A statement by the Director of Defence Information, Maj.-Gen. Chris Olukolade, said the "captured terrorists" had also made useful information concerning their involvements in the insurgency in the North-East of the country while equally pleading for forgiveness.
The statement read in part, "Scores of wounded terrorists who escaped from various camps under the fire of security forces have been captured in the fringes of Lake Chad. The captured terrorists some of whom are fatally wounded are already making useful statements to interrogators of the Multi-National Joint Task Force. Others were captured by troops in locations around Dikwa, Cross Kauwa, Kukawa and Alargarmo.
"In their confessions, it was revealed that some of the camps have been disbanded following the directive of their clerics who declared that the operation of the sect had come to an end as the mission could no longer be sustained. The terrorists who are giving useful information as to the locations of their remnant forces, are full of apologies and pleas for their lives to be spared promising to cooperate."
The statement added that the captured terrorists said starvation had made their violent campaigns difficult while the wounded members of the sect could no longer access medical attention. It said, "They confirmed that starvation was a major problem in addition to ceaseless bombardments on
the camp locations even when they kept relocating. They also confirm that several members of the group have been wounded and no treatment was forth coming. Troops have continued their assault on other locations across the states covered by the state of emergency."

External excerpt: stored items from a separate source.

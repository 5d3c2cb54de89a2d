//! Ed (`-e`) and forward-ed (`-f`) formats: emit `ed`-style `a`/`c`/`d`
//! commands. `-e` orders them bottom-to-top so earlier addresses aren't
//! invalidated by later commands; `-f` keeps top-to-bottom order (spec
//! §4.7 "Ed"/"Forward-ed").

use std::io::Write;

use crate::buffer::Side;
use crate::config::Config;
use crate::errors::DiffError;
use crate::script::{iter, Change};

use super::{color, color_bytes, ColorRole};

pub fn write(
    out: &mut dyn Write,
    side0: &Side,
    side1: &Side,
    head: &Option<Box<Change>>,
    cfg: &Config,
    forward: bool,
) -> Result<(), DiffError> {
    if side0.missing_newline || side1.missing_newline {
        return Err(DiffError::EdNotRobust);
    }

    let changes: Vec<&Change> = iter(head).filter(|c| !c.ignore).collect();
    let ordered: Vec<&&Change> = if forward {
        changes.iter().collect()
    } else {
        changes.iter().rev().collect()
    };

    for change in ordered {
        let op = if change.deleted == 0 {
            'a'
        } else if change.inserted == 0 {
            'd'
        } else {
            'c'
        };
        let address = if op == 'a' {
            format!("{}", change.line0)
        } else if change.deleted == 1 {
            format!("{}", change.line0 + 1)
        } else {
            format!("{},{}", change.line0 + 1, change.line0 + change.deleted)
        };
        writeln!(out, "{}", color(cfg, ColorRole::LineNumber, &format!("{address}{op}")))
            .map_err(|e| DiffError::io(side0.name.clone(), e))?;

        if op != 'd' {
            for i in change.line1..change.line1 + change.inserted {
                color_bytes(out, cfg, ColorRole::Added, side1.line_bytes(i))
                    .and_then(|_| out.write_all(b"\n"))
                    .map_err(|e| DiffError::io(side1.name.clone(), e))?;
            }
            writeln!(out, ".").map_err(|e| DiffError::io(side1.name.clone(), e))?;
        }
    }
    Ok(())
}

#[cfg(test)]
mod tests {
    use super::*;
    use crate::script::build_changes;

    #[test]
    fn reverse_order_emits_bottom_hunk_first() {
        let cfg = Config::default();
        let side0 = Side::from_bytes("a", b"a\nb\nc\n", &cfg);
        let side1 = Side::from_bytes("b", b"a\nB\nc\n", &cfg);
        let changed0 = [false, true, false];
        let changed1 = [false, true, false];
        let head = build_changes(&changed0, &changed1);

        let mut buf = Vec::new();
        write(&mut buf, &side0, &side1, &head, &cfg, false).unwrap();
        assert_eq!(buf, b"2c\nB\n.\n");
    }

    #[test]
    fn color_always_wraps_address_and_inserted_lines() {
        let cfg = Config {
            color: crate::config::ColorMode::Always,
            ..Config::default()
        };
        let side0 = Side::from_bytes("a", b"a\nb\nc\n", &cfg);
        let side1 = Side::from_bytes("b", b"a\nB\nc\n", &cfg);
        let changed0 = [false, true, false];
        let changed1 = [false, true, false];
        let head = build_changes(&changed0, &changed1);

        let mut buf = Vec::new();
        write(&mut buf, &side0, &side1, &head, &cfg, false).unwrap();
        let text = String::from_utf8(buf).unwrap();
        assert!(text.contains("\x1b["), "expected SGR codes, got: {text:?}");
    }

    #[test]
    fn rejects_missing_trailing_newline() {
        let cfg = Config::default();
        let side0 = Side::from_bytes("a", b"a\nb\nc\n", &cfg);
        let side1 = Side::from_bytes("b", b"a\nb\nc", &cfg);
        let head = build_changes(&[false, false, false], &[false, false, false]);
        let mut buf = Vec::new();
        let err = write(&mut buf, &side0, &side1, &head, &cfg, false).unwrap_err();
        assert!(matches!(err, DiffError::EdNotRobust));
    }
}
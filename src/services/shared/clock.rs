use chrono::{DateTime, Local};

use super::constants::SUMMARY_DATE_FORMAT;

/// Source of "now" for freshness decisions. Device local time, no timezone
/// normalisation against the backend.
pub trait Clock: Send + Sync {
    fn now(&self) -> DateTime<Local>;

    fn today(&self) -> String {
        self.now().format(SUMMARY_DATE_FORMAT).to_string()
    }

    fn now_millis(&self) -> i64 {
        self.now().timestamp_millis()
    }
}

#[derive(Debug, Clone, Copy, Default)]
pub struct SystemClock;

impl Clock for SystemClock {
    fn now(&self) -> DateTime<Local> {
        Local::now()
    }
}

#[cfg(test)]
pub use manual::ManualClock;

#[cfg(test)]
mod manual {
    use std::sync::Mutex;

    use chrono::{DateTime, Duration, Local, NaiveDate};

    use super::Clock;

    /// Clock that only moves when told to.
    #[derive(Debug)]
    pub struct ManualClock {
        now: Mutex<DateTime<Local>>,
    }

    impl ManualClock {
        /// Midday on the given date, far from any DST transition.
        pub fn at(year: i32, month: u32, day: u32) -> Self {
            let now = NaiveDate::from_ymd_opt(year, month, day)
                .and_then(|date| date.and_hms_opt(12, 0, 0))
                .and_then(|naive| naive.and_local_timezone(Local).earliest())
                .unwrap();
            ManualClock {
                now: Mutex::new(now),
            }
        }

        pub fn advance(&self, by: Duration) {
            let mut now = self.now.lock().unwrap();
            *now += by;
        }
    }

    impl Clock for ManualClock {
        fn now(&self) -> DateTime<Local> {
            *self.now.lock().unwrap()
        }
    }
}

#[cfg(test)]
mod tests {
    use chrono::Duration;

    use super::*;

    #[test]
    fn today_uses_iso_calendar_date() {
        let clock = ManualClock::at(2026, 3, 9);
        assert_eq!(clock.today(), "2026-03-09");

        clock.advance(Duration::days(1));
        assert_eq!(clock.today(), "2026-03-10");
    }

    #[test]
    fn millis_follow_advances() {
        let clock = ManualClock::at(2026, 3, 9);
        let before = clock.now_millis();
        clock.advance(Duration::minutes(61));
        assert_eq!(clock.now_millis() - before, 61 * 60 * 1000);
    }
}
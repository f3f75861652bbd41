use serde::Serialize;

/// Compound annual growth rate in percent. Degenerate inputs yield 0.
pub fn cagr(initial_value: f64, final_value: f64, years: f64) -> f64 {
    if initial_value <= 0.0 || final_value < 0.0 || years <= 0.0 {
        return 0.0;
    }
    ((final_value / initial_value).powf(1.0 / years) - 1.0) * 100.0
}

#[derive(Debug, Clone, Copy, Default, PartialEq, Serialize)]
pub struct Projection {
    pub invested: f64,
    pub total: f64,
    pub returns: f64,
    /// `total` expressed in today's money.
    pub inflation_adjusted_total: f64,
    /// Share of today's purchasing power the future total retains, in percent.
    pub purchasing_power: f64,
}

impl Projection {
    fn new(invested: f64, total: f64, years: f64, inflation_rate: f64) -> Self {
        let inflation_adjusted_total = total / (1.0 + inflation_rate / 100.0).powf(years);
        let purchasing_power = if total > 0.0 {
            inflation_adjusted_total / total * 100.0
        } else {
            0.0
        };
        Projection {
            invested,
            total,
            returns: total - invested,
            inflation_adjusted_total,
            purchasing_power,
        }
    }
}

/// Future value of a monthly SIP, contributions at the start of each month.
///
/// `annual_rate` and `inflation_rate` are percentages.
pub fn sip_projection(
    monthly_investment: f64,
    annual_rate: f64,
    years: f64,
    inflation_rate: f64,
) -> Projection {
    if monthly_investment <= 0.0 || years <= 0.0 {
        return Projection::default();
    }

    let months = years * 12.0;
    let monthly_rate = annual_rate / 12.0 / 100.0;
    let invested = monthly_investment * months;

    let total = if monthly_rate == 0.0 {
        invested
    } else {
        monthly_investment * ((1.0 + monthly_rate).powf(months) - 1.0) / monthly_rate
            * (1.0 + monthly_rate)
    };

    Projection::new(invested, total, years, inflation_rate)
}

/// Future value of a single investment compounded annually.
pub fn lumpsum_projection(
    amount: f64,
    annual_rate: f64,
    years: f64,
    inflation_rate: f64,
) -> Projection {
    if amount <= 0.0 || years <= 0.0 {
        return Projection::default();
    }

    let total = amount * (1.0 + annual_rate / 100.0).powf(years);
    Projection::new(amount, total, years, inflation_rate)
}
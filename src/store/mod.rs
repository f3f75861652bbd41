use async_trait::async_trait;
use thiserror::Error;

pub mod file_store;
#[cfg(test)]
pub mod memory_store;

#[derive(Debug, Error)]
pub enum StorageError {
    #[error("storage io failure: {0}")]
    Io(#[from] std::io::Error),
    #[error("stored payload is not valid json: {0}")]
    Serialization(#[from] serde_json::Error),
    #[error("storage unavailable: {0}")]
    Unavailable(String),
}

/// Process-wide string-keyed blob store. Writes replace the whole value.
#[async_trait]
pub trait KeyValueStore: Send + Sync {
    async fn get(&self, key: &str) -> Result<Option<String>, StorageError>;
    async fn set(&self, key: &str, value: &str) -> Result<(), StorageError>;
    /// Removing a key that does not exist is not an error.
    async fn remove(&self, key: &str) -> Result<(), StorageError>;
}
use std::{
    collections::HashMap,
    sync::{
        atomic::{AtomicBool, Ordering},
        Mutex,
    },
};

use async_trait::async_trait;

use super::{KeyValueStore, StorageError};

/// In-process store for tests. Reads and writes can be made to fail to
/// exercise the degradation paths of the cache.
#[derive(Debug, Default)]
pub struct MemoryStore {
    entries: Mutex<HashMap<String, String>>,
    fail_reads: AtomicBool,
    fail_writes: AtomicBool,
}

impl MemoryStore {
    pub fn new() -> Self {
        Self::default()
    }

    pub fn fail_reads(&self, fail: bool) {
        self.fail_reads.store(fail, Ordering::SeqCst);
    }

    pub fn fail_writes(&self, fail: bool) {
        self.fail_writes.store(fail, Ordering::SeqCst);
    }

    /// Looks at the raw entry, bypassing failure injection.
    pub fn peek(&self, key: &str) -> Option<String> {
        self.entries.lock().unwrap().get(key).cloned()
    }

    pub fn insert_raw(&self, key: &str, value: &str) {
        self.entries
            .lock()
            .unwrap()
            .insert(key.to_string(), value.to_string());
    }
}

#[async_trait]
impl KeyValueStore for MemoryStore {
    async fn get(&self, key: &str) -> Result<Option<String>, StorageError> {
        if self.fail_reads.load(Ordering::SeqCst) {
            return Err(StorageError::Unavailable("injected read failure".into()));
        }
        Ok(self.peek(key))
    }

    async fn set(&self, key: &str, value: &str) -> Result<(), StorageError> {
        if self.fail_writes.load(Ordering::SeqCst) {
            return Err(StorageError::Unavailable("injected write failure".into()));
        }
        self.insert_raw(key, value);
        Ok(())
    }

    async fn remove(&self, key: &str) -> Result<(), StorageError> {
        if self.fail_writes.load(Ordering::SeqCst) {
            return Err(StorageError::Unavailable("injected write failure".into()));
        }
        self.entries.lock().unwrap().remove(key);
        Ok(())
    }
}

The Defence Headquarters warned members of the public, who had cultivated the habit of sight-seeing in the camps, where the insurgents had recently been dislodged, to desist from such act. "Members of the public, who have started visiting to engage in sight seeing in some dislodged camps and fringes of forests such as Sambisa and others have been warned to desist from doing so as the tendency will no more be condoned where operations are still ongoing," it added.